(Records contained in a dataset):
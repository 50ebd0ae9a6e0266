// common/src/messages.rs
use actix::prelude::*;
use serde::{Deserialize, Serialize};

use crate::models::intercept::InterceptConfiguration;

/// Control message sent by the trusted main frame.
///
/// Wire format is the JSON the bootstrap posts, e.g.
/// `{"type":"SET_ACTIVE_APP","appName":"adguard-home","needsRewrite":true}`.
#[derive(Debug, Clone, PartialEq, Serialize, Deserialize, Message)]
#[rtype(result = "ControlAck")]
#[serde(tag = "type", rename_all = "SCREAMING_SNAKE_CASE")]
pub enum ControlMessage {
    #[serde(rename_all = "camelCase")]
    SetActiveApp {
        app_name: Option<String>,
        #[serde(default, skip_serializing_if = "Option::is_none")]
        needs_rewrite: Option<bool>,
    },
    SetIntercepts {
        config: Option<InterceptConfiguration>,
    },
}

impl ControlMessage {
    pub fn kind(&self) -> &'static str {
        match self {
            ControlMessage::SetActiveApp { .. } => "SET_ACTIVE_APP",
            ControlMessage::SetIntercepts { .. } => "SET_INTERCEPTS",
        }
    }
}

/// Reply sent once a control message has been applied
#[derive(Debug, Clone, PartialEq, Serialize, Deserialize)]
#[serde(rename_all = "camelCase")]
pub struct ControlAck {
    /// Always `"ACK"`
    #[serde(rename = "type")]
    pub kind: String,
    /// The message type that was applied
    pub request: String,
    pub app_name: Option<String>,
    pub needs_rewrite: bool,
}

impl ControlAck {
    pub fn new(request: &str, app_name: Option<String>, needs_rewrite: bool) -> Self {
        Self {
            kind: "ACK".to_string(),
            request: request.to_string(),
            app_name,
            needs_rewrite,
        }
    }
}
// common/src/models/app_context.rs
use serde::{Deserialize, Serialize};
use std::collections::BTreeSet;

use crate::embed::paths::DEFAULT_REWRITE_APPS;

/// Closed set of apps that hard-code absolute URLs and therefore need their
/// traffic rewritten into `/embed/{app}/`.
#[derive(Debug, Clone, PartialEq, Eq)]
pub struct RewriteAppSet {
    apps: BTreeSet<String>,
}

impl Default for RewriteAppSet {
    fn default() -> Self {
        Self::new(DEFAULT_REWRITE_APPS.iter().copied())
    }
}

impl RewriteAppSet {
    pub fn new<I, S>(apps: I) -> Self
    where
        I: IntoIterator<Item = S>,
        S: Into<String>,
    {
        Self {
            apps: apps.into_iter().map(Into::into).collect(),
        }
    }

    pub fn contains(&self, app_name: &str) -> bool {
        self.apps.contains(app_name)
    }

    pub fn iter(&self) -> impl Iterator<Item = &str> {
        self.apps.iter().map(String::as_str)
    }
}

/// The app shown in the foreground iframe, as last announced by the main frame.
#[derive(Debug, Clone, Default, PartialEq, Eq, Serialize, Deserialize)]
#[serde(rename_all = "camelCase")]
pub struct ActiveAppContext {
    pub app_name: Option<String>,
    pub needs_rewrite: bool,
}

impl ActiveAppContext {
    /// Build the context for a `SET_ACTIVE_APP` message.
    ///
    /// `needs_rewrite` defaults to membership in `rewrite_apps`, and is forced
    /// off for apps outside the set even when the caller asked for it.
    pub fn new(app_name: Option<String>, needs_rewrite: Option<bool>, rewrite_apps: &RewriteAppSet) -> Self {
        let needs_rewrite = match app_name.as_deref() {
            Some(name) => needs_rewrite.unwrap_or(true) && rewrite_apps.contains(name),
            None => false,
        };
        Self { app_name, needs_rewrite }
    }

    /// The active app, if it is one whose root-level traffic must be rewritten
    pub fn rewrite_target(&self) -> Option<&str> {
        match self.app_name.as_deref() {
            Some(name) if self.needs_rewrite => Some(name),
            _ => None,
        }
    }

    pub fn is_active(&self) -> bool {
        self.app_name.is_some()
    }
}
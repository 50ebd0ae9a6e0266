// common/src/config.rs
use serde::{Deserialize, Serialize};
use std::env;
use std::path::PathBuf;
use config::{Config as ConfigFile, File, Environment};

use crate::embed::paths::DEFAULT_REWRITE_APPS;

/// Central configuration for the embed gateway
#[derive(Clone, Debug, Serialize, Deserialize)]
#[serde(default)]
pub struct Config {
    /// Address the gateway binds to
    pub gateway_addr: String,
    /// Origin the browser sees, e.g. `http://localhost:8080`
    pub public_origin: String,
    /// Base URL of the platform router the gateway forwards to
    pub upstream_url: String,
    /// Apps that hard-code absolute URLs and need path rewriting
    pub rewrite_apps: Vec<String>,
    pub log_level: String,
    /// Largest request body buffered for forwarding
    pub max_body_bytes: usize,

    pub registry: RegistryConfig,
}

#[derive(Clone, Debug, Serialize, Deserialize)]
#[serde(default)]
pub struct RegistryConfig {
    /// Tracked clients idle longer than this are evicted
    pub idle_ttl_secs: i64,
    pub cleanup_interval_secs: u64,
}

impl Default for RegistryConfig {
    fn default() -> Self {
        Self {
            idle_ttl_secs: 86400,
            cleanup_interval_secs: 3600,
        }
    }
}

impl Default for Config {
    fn default() -> Self {
        Self {
            gateway_addr: "127.0.0.1:8080".to_string(),
            public_origin: "http://localhost:8080".to_string(),
            upstream_url: "http://127.0.0.1:8081".to_string(),
            rewrite_apps: DEFAULT_REWRITE_APPS.iter().map(|s| s.to_string()).collect(),
            log_level: "info".to_string(),
            max_body_bytes: 64 * 1024 * 1024,
            registry: RegistryConfig::default(),
        }
    }
}

impl Config {
    /// Load configuration from file and environment
    pub fn load() -> Result<Self, config::ConfigError> {
        // Get the run mode, defaulting to "development"
        let run_mode = env::var("RUN_MODE").unwrap_or_else(|_| "development".into());

        // Locate the config directory
        let config_dir = env::var("CONFIG_DIR")
            .map(PathBuf::from)
            .unwrap_or_else(|_| {
                // Check if we're in the project root or a subcrate
                let mut path = PathBuf::from("./config");
                if !path.exists() {
                    path = PathBuf::from("../config");
                }
                path
            });

        tracing::info!("Loading configuration from {}", config_dir.display());
        tracing::info!("Using run mode: {}", run_mode);

        let config = ConfigFile::builder()
            .add_source(File::from(config_dir.join("default.toml")).required(false))
            .add_source(File::from(config_dir.join(format!("{}.toml", run_mode))).required(false))
            .add_source(File::from(config_dir.join("local.toml")).required(false))
            // Environment variables with prefix "APP", e.g. APP__PUBLIC_ORIGIN
            .add_source(
                Environment::with_prefix("APP")
                    .separator("__")
                    .list_separator(",")
                    .with_list_parse_key("rewrite_apps")
                    .try_parsing(true),
            )
            .build()?
            .try_deserialize()?;

        Ok(config)
    }

    /// Load from files, falling back to plain environment variables
    pub fn from_env() -> Self {
        match Self::load() {
            Ok(config) => {
                tracing::info!("Configuration loaded from files and environment");
                config
            },
            Err(e) => {
                tracing::warn!("Failed to load configuration from files: {}", e);
                tracing::info!("Falling back to environment variables only");

                let defaults = Self::default();

                let gateway_addr = env::var("GATEWAY_ADDR")
                    .unwrap_or(defaults.gateway_addr);

                let public_origin = env::var("PUBLIC_ORIGIN")
                    .unwrap_or(defaults.public_origin);

                let upstream_url = env::var("UPSTREAM_URL")
                    .unwrap_or(defaults.upstream_url);

                let rewrite_apps = env::var("REWRITE_APPS")
                    .map(|v| parse_list(&v))
                    .unwrap_or(defaults.rewrite_apps);

                let log_level = env::var("LOG_LEVEL")
                    .unwrap_or(defaults.log_level);

                let max_body_bytes = env::var("MAX_BODY_BYTES")
                    .ok()
                    .and_then(|v| v.parse::<usize>().ok())
                    .unwrap_or(defaults.max_body_bytes);

                let idle_ttl_secs = env::var("REGISTRY_IDLE_TTL_SECS")
                    .ok()
                    .and_then(|v| v.parse::<i64>().ok())
                    .unwrap_or(defaults.registry.idle_ttl_secs);

                let cleanup_interval_secs = env::var("REGISTRY_CLEANUP_INTERVAL_SECS")
                    .ok()
                    .and_then(|v| v.parse::<u64>().ok())
                    .unwrap_or(defaults.registry.cleanup_interval_secs);

                Self {
                    gateway_addr,
                    public_origin,
                    upstream_url,
                    rewrite_apps,
                    log_level,
                    max_body_bytes,
                    registry: RegistryConfig {
                        idle_ttl_secs,
                        cleanup_interval_secs,
                    },
                }
            }
        }
    }
}

fn parse_list(value: &str) -> Vec<String> {
    value
        .split(',')
        .map(str::trim)
        .filter(|s| !s.is_empty())
        .map(str::to_string)
        .collect()
}
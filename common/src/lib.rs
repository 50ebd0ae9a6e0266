pub mod config;
pub mod embed;
pub mod messages;
pub mod models;
pub mod utils;

pub use self::config::*;
pub use self::messages::*;
pub use self::utils::*;
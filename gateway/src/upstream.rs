// gateway/src/upstream.rs
use actix_web::http::header::{HeaderMap, HeaderName, HeaderValue};
use actix_web::http::StatusCode;
use async_trait::async_trait;
use common::embed::ResponseType;
use futures::StreamExt;
use reqwest::redirect::Policy;
use url::Url;

use crate::error::GatewayError;
use crate::fetch::{FetchResponse, InterceptedRequest, Upstream};

/// Headers that only describe a single connection
const HOP_BY_HOP: &[&str] = &[
    "connection",
    "keep-alive",
    "proxy-authenticate",
    "proxy-authorization",
    "proxy-connection",
    "te",
    "trailer",
    "transfer-encoding",
    "upgrade",
];

pub fn is_hop_by_hop(name: &str) -> bool {
    HOP_BY_HOP.iter().any(|h| name.eq_ignore_ascii_case(h))
}

/// Forwards requests to the platform router over HTTP.
#[derive(Debug, Clone)]
pub struct HttpUpstream {
    client: reqwest::Client,
    base: Url,
}

impl HttpUpstream {
    pub fn new(base_url: &str) -> Result<Self, GatewayError> {
        let base = Url::parse(base_url)?;
        let client = reqwest::Client::builder()
            .redirect(Policy::none())
            .build()?;
        Ok(Self { client, base })
    }

    /// Upstream URL carrying the path and query of `target`
    pub fn outbound_url(&self, target: &Url) -> Url {
        let mut outbound = self.base.clone();
        outbound.set_path(target.path());
        outbound.set_query(target.query());
        outbound
    }

    /// Map a Location pointing at the upstream itself back onto the public
    /// origin of `target`.
    fn externalize_location(&self, location: &str, target: &Url) -> Option<String> {
        let resolved = self.outbound_url(target).join(location).ok()?;
        if resolved.origin() != self.base.origin() || self.base.origin() == target.origin() {
            return None;
        }
        let mut public = target.clone();
        public.set_path(resolved.path());
        public.set_query(resolved.query());
        public.set_fragment(resolved.fragment());
        Some(public.to_string())
    }
}

#[async_trait]
impl Upstream for HttpUpstream {
    async fn fetch(&self, request: &InterceptedRequest, target: &Url) -> Result<FetchResponse, GatewayError> {
        let outbound = self.outbound_url(target);
        let method = reqwest::Method::from_bytes(request.method.as_str().as_bytes())
            .map_err(|_| GatewayError::InvalidHeader(format!("method {}", request.method)))?;

        let mut builder = self.client.request(method, outbound.clone());
        for (name, value) in request.headers.iter() {
            if is_hop_by_hop(name.as_str()) || name.as_str() == "content-length" {
                continue;
            }
            builder = builder.header(name.as_str(), value.as_bytes());
        }
        if let Some(host) = target.host_str() {
            let host = match target.port() {
                Some(port) => format!("{}:{}", host, port),
                None => host.to_string(),
            };
            builder = builder.header("x-forwarded-host", host);
        }
        builder = builder.header("x-forwarded-proto", target.scheme());
        if !request.body.is_empty() {
            builder = builder.body(request.body.clone());
        }

        tracing::debug!("{} {} -> {}", request.method, target, outbound);
        let upstream = builder.send().await?;

        let status = StatusCode::from_u16(upstream.status().as_u16())
            .map_err(|_| GatewayError::InvalidHeader(format!("status {}", upstream.status())))?;

        let mut headers = HeaderMap::new();
        for (name, value) in upstream.headers() {
            if is_hop_by_hop(name.as_str()) || name.as_str() == "content-length" {
                continue;
            }
            let (Ok(name), Ok(value)) = (
                HeaderName::from_bytes(name.as_str().as_bytes()),
                HeaderValue::from_bytes(value.as_bytes()),
            ) else {
                continue;
            };
            headers.append(name, value);
        }

        let mut response_type = ResponseType::Basic;
        if status.is_redirection() {
            let location = headers
                .get("location")
                .and_then(|v| v.to_str().ok())
                .map(str::to_string);
            if let Some(location) = location {
                let public = self.externalize_location(&location, target);
                if let Some(public) = &public {
                    if let Ok(value) = HeaderValue::from_str(public) {
                        headers.insert(HeaderName::from_static("location"), value);
                    }
                }
                let effective = public.as_deref().unwrap_or(&location);
                // A browser cannot see where a cross-origin redirect goes.
                if let Ok(resolved) = target.join(effective) {
                    if resolved.origin() != target.origin() {
                        response_type = ResponseType::OpaqueRedirect;
                    }
                }
            }
        }

        let body = upstream
            .bytes_stream()
            .map(|chunk| chunk.map_err(GatewayError::from))
            .boxed();

        Ok(FetchResponse {
            status,
            response_type,
            headers,
            url: target.clone(),
            body,
        })
    }
}
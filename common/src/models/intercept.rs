// common/src/models/intercept.rs
use serde::{Deserialize, Serialize};
use serde_json::Value;
use std::collections::BTreeMap;

/// database -> object store -> key -> value
pub type IndexedDbOverrides = BTreeMap<String, BTreeMap<String, BTreeMap<String, Value>>>;

/// Storage reads an embedded app should see instead of what it persisted.
///
/// Serialized as-is into the page, so field names follow the browser APIs
/// the injected script patches.
#[derive(Debug, Clone, Default, PartialEq, Serialize, Deserialize)]
pub struct InterceptConfiguration {
    #[serde(rename = "indexedDB", default, skip_serializing_if = "BTreeMap::is_empty")]
    pub indexed_db: IndexedDbOverrides,
    #[serde(rename = "localStorage", default, skip_serializing_if = "BTreeMap::is_empty")]
    pub local_storage: BTreeMap<String, LocalStorageOverride>,
}

/// Override for one `localStorage` key.
#[derive(Debug, Clone, PartialEq, Serialize, Deserialize)]
#[serde(rename_all = "camelCase")]
pub enum LocalStorageOverride {
    /// Returned verbatim from `getItem`
    Value(String),
    /// Dot-path assignments applied to the stored JSON document
    Patch(BTreeMap<String, Value>),
}

impl InterceptConfiguration {
    pub fn is_empty(&self) -> bool {
        let no_indexed_db = self
            .indexed_db
            .values()
            .flat_map(|stores| stores.values())
            .all(|keys| keys.is_empty());
        no_indexed_db && self.local_storage.is_empty()
    }

    pub fn with_indexed_db(
        mut self,
        database: impl Into<String>,
        store: impl Into<String>,
        key: impl Into<String>,
        value: Value,
    ) -> Self {
        self.indexed_db
            .entry(database.into())
            .or_default()
            .entry(store.into())
            .or_default()
            .insert(key.into(), value);
        self
    }

    pub fn with_local_storage(mut self, key: impl Into<String>, rule: LocalStorageOverride) -> Self {
        self.local_storage.insert(key.into(), rule);
        self
    }
}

(Work to complete):
Starting from the first line of the records above, retype each line exactly up to and including the one that contains "bootstrap posts, e.g.", and nothing more.

(Written reply):
repository 50ebd0ae9a6e0266
// common/src/messages.rs
use actix::prelude::*;
use serde::{Deserialize, Serialize};

use crate::models::intercept::InterceptConfiguration;

/// Control message sent by the trusted main frame.
///
/// Wire format is the JSON the bootstrap posts, e.g.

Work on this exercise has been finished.